The complaint goes on to describe Epstein's abuse of the girl under the pretense of getting a "massage" which over successive visits escalated, becoming "more invasive, violent, and painful."
"All told, Doe was sexually assaulted by Epstein countless times over the course of three years," claims the lawsuit, whose named defendants are Darren Indyke and Richard Kahn, who have been appointed executors of Epstein's estate.
"While Epstein physically and emotionally hurt and exploited Doe, a vulnerable young girl, she also became financially dependent on him," the suit said.
"She stopped attending school and spent almost all her time 'working' at his home, gratifying him sexually, or bringing other girls to do the same."
The complaint says her abuse at Epstein's hands was "directly and indirectly facilitated by his co-conspirators," who, "upon information and belief," were his female assistants, Sarah Kellen and Lesley Groff.
The suit says that "Kellen and Groff often asked Doe to being other girls with her to Epstein's home," including girls "who Epstein had assaulted before."
The woman says she has post-traumatic stress syndrome and other serious emotional issues as a result of Epstein's abuse.
Her lawyer, Roberta Kaplan, in an emailed statement said, "We are so proud to represent our courageous client, and are committed to ensuring that justice is done."
"Although Mr.

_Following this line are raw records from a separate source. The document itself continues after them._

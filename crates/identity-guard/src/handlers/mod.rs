//! HTTP request handlers for the Identity Guard demo service.

pub mod health;
pub mod me;
pub mod metrics;

pub use health::{health_check, readiness_check};
pub use me::get_me;
pub use metrics::metrics_handler;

Epstein can no longer be held to account for his crimes, we will ensure that his Estate is held responsible for what he did," Kaplan said.
Federal prosecutors in Manhattan are continuing to investigate the criminal case, noting that Epstein had alleged conspirators who provided him with a stream of dozens of underage girls to sexually abuse from 2002 through 2005 in New York and at his home in Palm Beach, Florida.

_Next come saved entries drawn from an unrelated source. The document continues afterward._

//! Signing keys published by the identity provider's discovery endpoint.

use serde::Deserialize;
use std::time::{Duration, Instant};

/// JSON Web Key from the discovery endpoint.
#[derive(Debug, Clone, PartialEq, Eq, Deserialize)]
pub struct SigningKey {
    /// Key type (always "RSA" for Microsoft identity platform keys).
    pub kty: String,

    /// Key ID - matched against the token header's `kid`.
    pub kid: String,

    /// Key use (should be "sig").
    #[serde(default, rename = "use")]
    pub key_use: Option<String>,

    /// RSA modulus (base64url encoded).
    #[serde(default)]
    pub n: Option<String>,

    /// RSA public exponent (base64url encoded).
    #[serde(default)]
    pub e: Option<String>,

    /// Algorithm (should be "RS256" when present).
    #[serde(default)]
    pub alg: Option<String>,

    /// X.509 certificate thumbprint.
    #[serde(default)]
    pub x5t: Option<String>,
}

/// Discovery endpoint response body.
#[derive(Debug, Clone, Deserialize)]
pub struct JwksResponse {
    /// Published signing keys, in provider order.
    pub keys: Vec<SigningKey>,
}

/// Keys from one discovery fetch.
///
/// Replaced wholesale on every fetch; never edited in place.
#[derive(Debug, Clone)]
pub struct KeySet {
    keys: Vec<SigningKey>,
    fetched_at: Instant,
}

impl KeySet {
    pub fn new(keys: Vec<SigningKey>) -> Self {
        Self {
            keys,
            fetched_at: Instant::now(),
        }
    }

    /// Find the key whose `kid` equals `kid`. First match wins.
    pub fn select(&self, kid: &str) -> Option<&SigningKey> {
        self.keys.iter().find(|key| key.kid == kid)
    }

    /// Time since the set was fetched.
    pub fn age(&self) -> Duration {
        self.fetched_at.elapsed()
    }

    pub fn keys(&self) -> &[SigningKey] {
        &self.keys
    }

    pub fn len(&self) -> usize {
        self.keys.len()
    }

    pub fn is_empty(&self) -> bool {
        self.keys.is_empty()
    }
}

impl From<JwksResponse> for KeySet {
    fn from(response: JwksResponse) -> Self {
        Self::new(response.keys)
    }
}

#[cfg(test)]
#[allow(clippy::unwrap_used, clippy::expect_used)]
mod tests {
    use super::*;

    fn key(kid: &str, n: &str) -> SigningKey {
        SigningKey {
            kty: "RSA".to_string(),
            kid: kid.to_string(),
            key_use: Some("sig".to_string()),
            n: Some(n.to_string()),
            e: Some("AQAB".to_string()),
            alg: None,
            x5t: None,
        }
    }

    #[test]
    fn test_signing_key_deserialization() {
        let json = r#"{
            "kty": "RSA",
            "use": "sig",
            "kid": "nOo3ZDrODXEK1jKWhXslHR_KXEg",
            "x5t": "nOo3ZDrODXEK1jKWhXslHR_KXEg",
            "n": "oaLLT9hkcSj2tGfZsjbu7Xz1Krs0qEicXPmEsJKOBQHauZ_kRM1HdEkgOJbUznUspE6xOuOSXjlzErqBxXAu4SCvcvVOCYG2v9G3-uIrLF5dstD0sYHBo1VomtKxzF90Vslrkn6rNQgUGIWgvuQTxm1uRklYFPEcTIRw0LnYknzJ06GC9ljKR617wABVrZNkBuDgQKj37qcyxoaxIGdxEcmVFZXJyrxDgdXh9owRmZn6LIJlGjZ9m59emfuwnBnsIQG7DirJwe9SXrLXnexRQWqyzCdkYaOqkpKrsjuxUj2-MHX31FqsdpJJsOAvYXGOYBKJRjhGrGdONVrZdUdTBQ",
            "e": "AQAB",
            "x5c": ["MIIDBTCCAe2gAwIBAgIQN33ROaIJ6bJBWDCxtmJEbjANBgkqhkiG9w0BAQsFADAtMSswKQYDVQQDEyJhY2NvdW50cy5hY2Nlc3Njb250cm9sLndpbmRvd3MubmV0MB4XDTIwMTIyMTIwNTAxN1oXDTI1MTIyMDIwNTAxN1owLTErMCkGA1UEAxMiYWNjb3VudHMuYWNjZXNzY29udHJvbC53aW5kb3dzLm5ldDCCASIwDQYJKoZIhvcNAQEBBQADggEPADCCAQoCggEBAKGiy0/YZHEo9rRn2bI27u18"],
            "issuer": "https://login.microsoftonline.com/{tenantid}/v2.0"
        }"#;

        let key: SigningKey = serde_json::from_str(json).unwrap();

        assert_eq!(key.kty, "RSA");
        assert_eq!(key.kid, "nOo3ZDrODXEK1jKWhXslHR_KXEg");
        assert_eq!(key.key_use.as_deref(), Some("sig"));
        assert_eq!(key.e.as_deref(), Some("AQAB"));
        assert!(key.n.is_some());
        assert_eq!(key.x5t.as_deref(), Some("nOo3ZDrODXEK1jKWhXslHR_KXEg"));
        assert!(key.alg.is_none());
    }

    #[test]
    fn test_signing_key_deserialization_minimal() {
        let json = r#"{"kty": "RSA", "kid": "k"}"#;

        let key: SigningKey = serde_json::from_str(json).unwrap();

        assert!(key.n.is_none());
        assert!(key.e.is_none());
        assert!(key.key_use.is_none());
    }

    #[test]
    fn test_signing_key_requires_kid() {
        let json = r#"{"kty": "RSA", "n": "abc", "e": "AQAB"}"#;
        assert!(serde_json::from_str::<SigningKey>(json).is_err());
    }

    #[test]
    fn test_jwks_response_requires_keys() {
        assert!(serde_json::from_str::<JwksResponse>(r#"{"other": []}"#).is_err());

        let jwks: JwksResponse =
            serde_json::from_str(r#"{"keys": [{"kty": "RSA", "kid": "a"}]}"#).unwrap();
        assert_eq!(jwks.keys.len(), 1);
    }

    #[test]
    fn test_select_finds_matching_kid() {
        let set = KeySet::new(vec![key("a", "na"), key("b", "nb")]);

        assert_eq!(set.select("b").unwrap().n.as_deref(), Some("nb"));
        assert!(set.select("c").is_none());
    }

    #[test]
    fn test_select_first_match_wins() {
        let set = KeySet::new(vec![key("dup", "first"), key("dup", "second")]);

        assert_eq!(set.select("dup").unwrap().n.as_deref(), Some("first"));
    }

    #[test]
    fn test_empty_set() {
        let set = KeySet::from(JwksResponse { keys: vec![] });

        assert!(set.is_empty());
        assert_eq!(set.len(), 0);
        assert!(set.select("any").is_none());
    }

    #[test]
    fn test_age_starts_near_zero() {
        let set = KeySet::new(vec![key("a", "na")]);
        assert!(set.age() < Duration::from_secs(5));
    }
}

Epstein fell under investigation by state and federal authorities in Florida in the mid-2000s for his habitual contact with young girls at his Palm Beach property and elsewhere.
He eventually reached a deal with federal prosecutors in Miami, who agreed not to bring serious federal felony charges against him in exchange for his agreement to plead guilty in 2008 to less-serious state charges, including procuring a prostitute under the age of 18.
Epstein, who served 13 months in jail for that state case, also was required to register as a sex offender for life.
The non-prosecution deal with prosecutors in Florida in 2007 also covered a number of Epstein's alleged co-conspirators, among them both Kellen and Groff, the lawsuit noted.
Groff's lawyer, Michael Bachner, last month issued a statement denying she was involved in Epstein's alleged crimes.
"Lesley Groff worked as an executive assistant in Jeffrey Epstein's business office, along with attorneys and other executives," Bachner said in the statement. "Ms. Groff never knowingly booked travel for anyone under the age of 18, and had no knowledge of the alleged illegal activity whatsoever. She is shocked and deeply distraught by the accusations and revelations concerning her former employer."
Controversy over the non-prosecution deal erupted in July after Epstein's arrest on the federal indictment in New York, whose allegations largely mirrored what federal prosecutors in Miami were investigating more than a decade earlier.
Manhattan U.S. Attorney Geoffrey Berman said after Epstein's indictment that the new charges were not barred by the non-prosecution deal Epstein struck in 2007 with Alex Acosta, the then-U.S. Attorney in Miami.